[Goal of the exercise]
Find the lines in the records that carry the word "StepCursor". Copy each one.

[Excerpts from a dataset]
//! Form state models

use rust_decimal::Decimal;
use serde::{Deserialize, Serialize};

use super::field::{FieldId, Section};
use crate::validation::clamp_to_spec;

/// Current value of every input field
///
/// [`FormState::set`] clamps and quantizes, so a form edited through it never
/// holds an out-of-range value. Forms decoded from the wire go through
/// [`crate::validation::validate_form`].
#[derive(Debug, Clone, PartialEq, Eq, Serialize, Deserialize)]
pub struct FormState {
    #[serde(with = "rust_decimal::serde::float")]
    pub nitrogen: Decimal,
    #[serde(with = "rust_decimal::serde::float")]
    pub phosphorus: Decimal,
    #[serde(with = "rust_decimal::serde::float")]
    pub potassium: Decimal,
    #[serde(with = "rust_decimal::serde::float")]
    pub temperature: Decimal,
    #[serde(with = "rust_decimal::serde::float")]
    pub humidity: Decimal,
    #[serde(with = "rust_decimal::serde::float")]
    pub ph: Decimal,
    #[serde(with = "rust_decimal::serde::float")]
    pub rainfall: Decimal,
}

impl Default for FormState {
    fn default() -> Self {
        Self {
            nitrogen: Decimal::from(50),
            phosphorus: Decimal::from(30),
            potassium: Decimal::from(40),
            temperature: Decimal::from(25),
            humidity: Decimal::from(60),
            ph: Decimal::new(65, 1),
            rainfall: Decimal::from(200),
        }
    }
}

impl FormState {
    pub fn get(&self, field: FieldId) -> Decimal {
        match field {
            FieldId::Nitrogen => self.nitrogen,
            FieldId::Phosphorus => self.phosphorus,
            FieldId::Potassium => self.potassium,
            FieldId::Temperature => self.temperature,
            FieldId::Humidity => self.humidity,
            FieldId::Rainfall => self.rainfall,
            FieldId::Ph => self.ph,
        }
    }

    fn slot(&mut self, field: FieldId) -> &mut Decimal {
        match field {
            FieldId::Nitrogen => &mut self.nitrogen,
            FieldId::Phosphorus => &mut self.phosphorus,
            FieldId::Potassium => &mut self.potassium,
            FieldId::Temperature => &mut self.temperature,
            FieldId::Humidity => &mut self.humidity,
            FieldId::Rainfall => &mut self.rainfall,
            FieldId::Ph => &mut self.ph,
        }
    }

    /// Replace one field with a clamped, step-rounded value
    ///
    /// NaN leaves the field untouched. Returns the value now stored.
    pub fn set(&mut self, field: FieldId, raw: f64) -> Decimal {
        if let Some(value) = clamp_to_spec(&field.spec(), raw) {
            *self.slot(field) = value;
        }
        self.get(field)
    }

    /// `(field, value)` pairs in section order
    pub fn entries(&self) -> Vec<(FieldId, Decimal)> {
        FieldId::ALL
            .into_iter()
            .map(|field| (field, self.get(field)))
            .collect()
    }
}

/// 1-based cursor over the form sections
#[derive(Debug, Clone, Copy, PartialEq, Eq, Serialize, Deserialize)]
#[serde(transparent)]
pub struct StepCursor(u8);

impl StepCursor {
    pub const FIRST: u8 = 1;
    pub const LAST: u8 = Section::ALL.len() as u8;

    /// Cursor at `step`, saturated into the valid range
    pub fn at(step: u8) -> Self {
        Self(step.clamp(Self::FIRST, Self::LAST))
    }

    pub fn get(&self) -> u8 {
        self.0
    }

    pub fn section(&self) -> Section {
        match self.0 {
            1 => Section::SoilNutrients,
            2 => Section::ClimateConditions,
            _ => Section::SoilProperties,
        }
    }

    /// Move forward one section; no-op on the last one
    pub fn advance(&mut self) {
        if self.0 < Self::LAST {
            self.0 += 1;
        }
    }

    /// Move back one section; no-op on the first one
    pub fn retreat(&mut self) {
        if self.0 > Self::FIRST {
            self.0 -= 1;
        }
    }
}

impl Default for StepCursor {
    fn default() -> Self {
        Self(Self::FIRST)
    }
}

[Answer to the problem]
pub struct StepCursor(u8);
impl StepCursor {
impl Default for StepCursor {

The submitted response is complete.